To solve for #DeltaP#, we need two values: #P_"initial"# and #P_"final"#.

First, we calculate the initial pressure using the Ideal Gas Law:

#P_iV=n_iRT_i#

Here,

#V=5"L"#

#n_i=15"mol"#

#T_i=320"K"#

#R=0.0821"L atm K"^-1"mol"^_1#

To solve for #P_i#, we rearrange:

#P_i=(n_iRT_i)/V#

And input:

#P_i=(15*0.0821*320)/5#

#P_i=78.816"atm"#

Now, we need the equation that took place. It is:

#5"A"+10"B"rarr2"A"_2"B"_5+"A"#. Here, one mole of #"A"# is left unreacted.
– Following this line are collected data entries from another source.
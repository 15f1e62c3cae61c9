// self
use crate::{
	_prelude::*,
	provider::{DEFAULT_API_BASE, DEFAULT_OAUTH_BASE, ProviderEndpoints},
};

const LOOPBACK_HOSTS: [&str; 3] = ["localhost", "127.0.0.1", "[::1]"];

/// Errors raised while constructing or validating provider endpoints.
#[derive(Debug, PartialEq, Eq, ThisError)]
pub enum ProviderEndpointsError {
	/// A host URL cannot be parsed.
	#[error("The {endpoint} host is not a valid URL.")]
	InvalidUrl {
		/// Which host failed to parse.
		endpoint: &'static str,
		/// Underlying parsing failure.
		#[source]
		source: url::ParseError,
	},
	/// Endpoints must use HTTPS unless they point at a loopback host.
	#[error("The {endpoint} host must use HTTPS: {url}.")]
	InsecureEndpoint {
		/// Which host failed validation.
		endpoint: &'static str,
		/// Base URL that failed validation.
		url: String,
	},
	/// Base URLs cannot carry a query string or fragment.
	#[error("The {endpoint} host must not carry a query or fragment: {url}.")]
	UnexpectedComponents {
		/// Which host failed validation.
		endpoint: &'static str,
		/// Base URL that failed validation.
		url: String,
	},
}

/// Builder for [`ProviderEndpoints`] values.
#[derive(Debug)]
pub struct ProviderEndpointsBuilder {
	/// REST API host override.
	pub api_base: Option<Url>,
	/// OAuth host override.
	pub oauth_base: Option<Url>,
}
impl ProviderEndpointsBuilder {
	/// Creates a new builder without overrides.
	pub fn new() -> Self {
		Self { api_base: None, oauth_base: None }
	}

	/// Overrides the REST API host.
	pub fn api_base(mut self, url: Url) -> Self {
		self.api_base = Some(url);

		self
	}

	/// Overrides the OAuth host.
	pub fn oauth_base(mut self, url: Url) -> Self {
		self.oauth_base = Some(url);

		self
	}

	/// Consumes the builder and validates the resulting endpoints.
	pub fn build(self) -> Result<ProviderEndpoints, ProviderEndpointsError> {
		let api_base = normalize_base(or_default("api", self.api_base, DEFAULT_API_BASE)?);
		let oauth_base = normalize_base(or_default("oauth", self.oauth_base, DEFAULT_OAUTH_BASE)?);

		validate_base("api", &api_base)?;
		validate_base("oauth", &oauth_base)?;

		Ok(ProviderEndpoints { api_base, oauth_base })
	}
}
impl Default for ProviderEndpointsBuilder {
	fn default() -> Self {
		Self::new()
	}
}

fn or_default(
	name: &'static str,
	url: Option<Url>,
	default: &str,
) -> Result<Url, ProviderEndpointsError> {
	match url {
		Some(url) => Ok(url),
		None => Url::parse(default)
			.map_err(|source| ProviderEndpointsError::InvalidUrl { endpoint: name, source }),
	}
}

// Relative joins replace the last path segment unless the base ends with a slash.
fn normalize_base(mut url: Url) -> Url {
	if !url.path().ends_with('/') {
		let path = format!("{}/", url.path());

		url.set_path(&path);
	}

	url
}

fn validate_base(name: &'static str, url: &Url) -> Result<(), ProviderEndpointsError> {
	if url.query().is_some() || url.fragment().is_some() {
		return Err(ProviderEndpointsError::UnexpectedComponents {
			endpoint: name,
			url: url.to_string(),
		});
	}
	if url.scheme() == "https" || is_loopback(url) {
		Ok(())
	} else {
		Err(ProviderEndpointsError::InsecureEndpoint { endpoint: name, url: url.to_string() })
	}
}

fn is_loopback(url: &Url) -> bool {
	url.scheme() == "http" && url.host_str().is_some_and(|host| LOOPBACK_HOSTS.contains(&host))
}

#[cfg(test)]
mod tests {
	// self
	use super::*;
	use crate::provider::ProviderEndpoint;

	fn url(value: &str) -> Url {
		Url::parse(value).expect("Failed to parse endpoint fixture URL.")
	}

	#[test]
	fn defaults_match_public_hosts() {
		let endpoints = ProviderEndpoints::builder().build().expect("Defaults should validate.");

		assert_eq!(endpoints.api_base.as_str(), DEFAULT_API_BASE);
		assert_eq!(endpoints.oauth_base.as_str(), DEFAULT_OAUTH_BASE);
	}

	#[test]
	fn rejects_plain_http_for_remote_hosts() {
		let err = ProviderEndpoints::builder()
			.api_base(url("http://api.example.com/"))
			.build()
			.expect_err("Remote plain HTTP hosts should be rejected.");

		assert!(matches!(err, ProviderEndpointsError::InsecureEndpoint { endpoint: "api", .. }));
	}

	#[test]
	fn allows_loopback_http_and_appends_trailing_slash() {
		let endpoints = ProviderEndpoints::builder()
			.api_base(url("http://127.0.0.1:8080/mock"))
			.oauth_base(url("http://localhost:8080"))
			.build()
			.expect("Loopback hosts should be accepted over plain HTTP.");

		assert_eq!(
			endpoints
				.url(ProviderEndpoint::Profile)
				.expect("Profile endpoint should resolve.")
				.as_str(),
			"http://127.0.0.1:8080/mock/IUser/GetProfile/v1/"
		);
		assert_eq!(
			endpoints
				.url(ProviderEndpoint::AccessToken)
				.expect("Token endpoint should resolve.")
				.as_str(),
			"http://localhost:8080/v1/access_token"
		);
	}

	#[test]
	fn rejects_query_components() {
		let err = ProviderEndpoints::builder()
			.oauth_base(url("https://oauth.example.com/?tenant=1"))
			.build()
			.expect_err("Query strings on base URLs should be rejected.");

		assert!(matches!(err, ProviderEndpointsError::UnexpectedComponents { .. }));
	}
}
In the products side, we find we now have #3# moles of gas. Use the Ideal Gas Law again:

#P_fV=n_fRT_f#

Here,

#n_f=3"mol"#

#T_f=450"K"#

Rearranging to solve for #P_f#:

#P_f=(n_fRT_f)/V# and inputting:

#P_f=(3*0.0821*450)/5#

#P_f=22.167"atm"#

We know that #DeltaP=P_f-P_i#. Inputting:

#DeltaP=22.167-78.816#

#DeltaP=-56.549"atm"#